S1: IoT Hub S1 edition is designed for IoT solutions that generate relatively small amounts of data. Each unit of the S1 edition allows up to 400,000 messages per day across all connected devices.
S2: IoT Hub S2 edition is designed for IoT solutions that generate large amounts of data. Each unit of the S2 edition will allow up to 6 million messages per day across all connected devices.
When we first started development we used the free edition, as it was a really great way to get up and going. However, as we started to expand the architecture, add more capability, and have other colleagues at Microsoft want to demonstrate the solution, so we had to move to S1. The main reasons to move was message throughput. That limit of 8,000 messages a day sounds quite high, but our UWP app was pushing out one message per second, a frequency that was based on the rate at which the Microsoft Band transmits heart rate data through the Microsoft Band SDK. That’s just over two hours of constant use, so we very quickly reached the daily limit. Obviously we could easily reduce the frequency of transmission with negligible impact, and we could buffer up the telemetry into a single call,as our payload is very small. Bit, as we support multiple bands, once again, when a lot of people start using it, it would take us over the limit very quickly. So we moved over to an S1 edition,
Once you start getting into scale, these sorts of calculations and architectural design decisions get increasingly important. One thing that may not be obvious from the way the pricing is laid out, is that this pricing is per unit, and you can have up to 200 units in a subscription (that limit is a soft limit I understand, and can be raised upon request).

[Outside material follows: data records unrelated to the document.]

use server_api::ApiContext;

#[derive(Clone)]
pub(crate) struct AppState {
    pub(crate) api: ApiContext,
    pub(crate) body_limit_bytes: usize,
}
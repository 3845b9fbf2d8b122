//! Drag-and-drop bookkeeping for products and rows, expressed as explicit
//! `start` / `drop` / `end` transitions over an immutable row slice.

use std::mem;

use shared::domain::{Product, ProductId, Row, RowId, MIN_PRODUCTS_PER_ROW};
use thiserror::Error;
use tracing::debug;

#[derive(Debug, Clone, PartialEq)]
pub enum DropOutcome {
    /// The drop changed the layout; carries the full updated row list.
    Applied(Vec<Row>),
    /// Nothing to do: no active drag, same slot, or an unknown row.
    Unchanged,
    Rejected(DropRejection),
}

impl DropOutcome {
    pub fn into_rows(self) -> Option<Vec<Row>> {
        match self {
            DropOutcome::Applied(rows) => Some(rows),
            DropOutcome::Unchanged | DropOutcome::Rejected(_) => None,
        }
    }
}

#[derive(Debug, Clone, Copy, PartialEq, Eq, Error)]
pub enum DropRejection {
    #[error("target row already holds the maximum number of products")]
    TargetRowFull,
    #[error("moving the product would leave its source row empty")]
    SourceRowWouldEmpty,
}

#[derive(Debug, Clone, Default, PartialEq)]
pub struct ProductDragState {
    pub is_dragging: bool,
    pub dragged_product: Option<Product>,
    pub source_row_id: Option<RowId>,
}

#[derive(Debug, Default)]
pub struct ProductDragController {
    state: ProductDragState,
}

impl ProductDragController {
    pub fn new() -> Self {
        Self::default()
    }

    pub fn state(&self) -> &ProductDragState {
        &self.state
    }

    /// Starts tracking `product` as dragged out of `row_id`, replacing any
    /// drag already in progress.
    pub fn start(&mut self, product: Product, row_id: RowId) {
        self.state = ProductDragState {
            is_dragging: true,
            dragged_product: Some(product),
            source_row_id: Some(row_id),
        };
    }

    pub fn end(&mut self) {
        self.state = ProductDragState::default();
    }

    /// Drops the dragged product on `target_row_id`, optionally at
    /// `target_position`. The drag state is cleared whatever the outcome.
    pub fn drop(
        &mut self,
        rows: &[Row],
        target_row_id: &RowId,
        target_position: Option<usize>,
    ) -> DropOutcome {
        let state = mem::take(&mut self.state);
        let (Some(product), Some(source_row_id)) = (state.dragged_product, state.source_row_id)
        else {
            return DropOutcome::Unchanged;
        };

        let outcome = if *target_row_id == source_row_id {
            match target_position {
                Some(position) => reorder_within_row(rows, &source_row_id, &product.id, position),
                None => DropOutcome::Unchanged,
            }
        } else {
            move_between_rows(
                rows,
                &source_row_id,
                target_row_id,
                &product.id,
                target_position,
            )
        };

        debug!(
            product_id = %product.id,
            source_row = %source_row_id,
            target_row = %target_row_id,
            ?target_position,
            outcome = outcome_label(&outcome),
            "product drop"
        );
        outcome
    }
}

fn reorder_within_row(
    rows: &[Row],
    row_id: &RowId,
    product_id: &ProductId,
    position: usize,
) -> DropOutcome {
    let Some(row_index) = rows.iter().position(|row| row.id == *row_id) else {
        return DropOutcome::Unchanged;
    };
    let Some(current) = rows[row_index].position_of(product_id) else {
        return DropOutcome::Unchanged;
    };
    if current == position {
        return DropOutcome::Unchanged;
    }

    let mut updated = rows.to_vec();
    let products = &mut updated[row_index].products;
    let moved = products.remove(current);
    // Removal shifted everything after `current` one slot left.
    let insert_at = if position > current { position - 1 } else { position };
    products.insert(insert_at.min(products.len()), moved);

    if updated[row_index].products == rows[row_index].products {
        return DropOutcome::Unchanged;
    }
    DropOutcome::Applied(updated)
}

fn move_between_rows(
    rows: &[Row],
    source_row_id: &RowId,
    target_row_id: &RowId,
    product_id: &ProductId,
    target_position: Option<usize>,
) -> DropOutcome {
    let (Some(source_index), Some(target_index)) = (
        rows.iter().position(|row| row.id == *source_row_id),
        rows.iter().position(|row| row.id == *target_row_id),
    ) else {
        return DropOutcome::Unchanged;
    };

    if rows[target_index].is_full() {
        return DropOutcome::Rejected(DropRejection::TargetRowFull);
    }
    let Some(product_index) = rows[source_index].position_of(product_id) else {
        return DropOutcome::Unchanged;
    };
    if rows[source_index].products.len() <= MIN_PRODUCTS_PER_ROW {
        return DropOutcome::Rejected(DropRejection::SourceRowWouldEmpty);
    }

    let mut updated = rows.to_vec();
    let moved = updated[source_index].products.remove(product_index);
    let target = &mut updated[target_index].products;
    match target_position {
        Some(position) if position <= target.len() => target.insert(position, moved),
        _ => target.push(moved),
    }
    DropOutcome::Applied(updated)
}

#[derive(Debug, Clone, Default, PartialEq, Eq)]
pub struct RowDragState {
    pub is_dragging: bool,
    pub source_row_id: Option<RowId>,
}

#[derive(Debug, Default)]
pub struct RowDragController {
    state: RowDragState,
}

impl RowDragController {
    pub fn new() -> Self {
        Self::default()
    }

    pub fn state(&self) -> &RowDragState {
        &self.state
    }

    pub fn start(&mut self, row_id: RowId) {
        self.state = RowDragState {
            is_dragging: true,
            source_row_id: Some(row_id),
        };
    }

    pub fn end(&mut self) {
        self.state = RowDragState::default();
    }

    /// Moves the dragged row into the slot currently held by `target_row_id`.
    /// Ignored drops leave the drag active; callers finish with [`Self::end`].
    pub fn drop(&mut self, rows: &[Row], target_row_id: &RowId) -> DropOutcome {
        if !self.state.is_dragging {
            return DropOutcome::Unchanged;
        }
        let Some(source_row_id) = self.state.source_row_id.as_ref() else {
            return DropOutcome::Unchanged;
        };
        if source_row_id == target_row_id {
            return DropOutcome::Unchanged;
        }

        let (Some(source_index), Some(target_index)) = (
            rows.iter().position(|row| row.id == *source_row_id),
            rows.iter().position(|row| row.id == *target_row_id),
        ) else {
            return DropOutcome::Unchanged;
        };

        let mut updated = rows.to_vec();
        let moved = updated.remove(source_index);
        updated.insert(target_index, moved);
        debug!(source_index, target_index, "row reordered");

        self.end();
        DropOutcome::Applied(updated)
    }
}

fn outcome_label(outcome: &DropOutcome) -> &'static str {
    match outcome {
        DropOutcome::Applied(_) => "applied",
        DropOutcome::Unchanged => "unchanged",
        DropOutcome::Rejected(DropRejection::TargetRowFull) => "target_full",
        DropOutcome::Rejected(DropRejection::SourceRowWouldEmpty) => "source_would_empty",
    }
}

#[cfg(test)]
#[path = "tests/drag_tests.rs"]
mod tests;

You can read more about provisioning an Azure IoT Hub unit.
There are some other aspects of scale you need to be aware of when designing these types of solutions. The best way to size an IoT Hub solution is to evaluate the traffic on a per-unit basis. Device-to-cloud messages follow these sustained throughput guidelines:
So think about the payload sizes and think through any peak scenarios.
You also need to be aware of the IoT Hub quotas and throttles and design accordingly.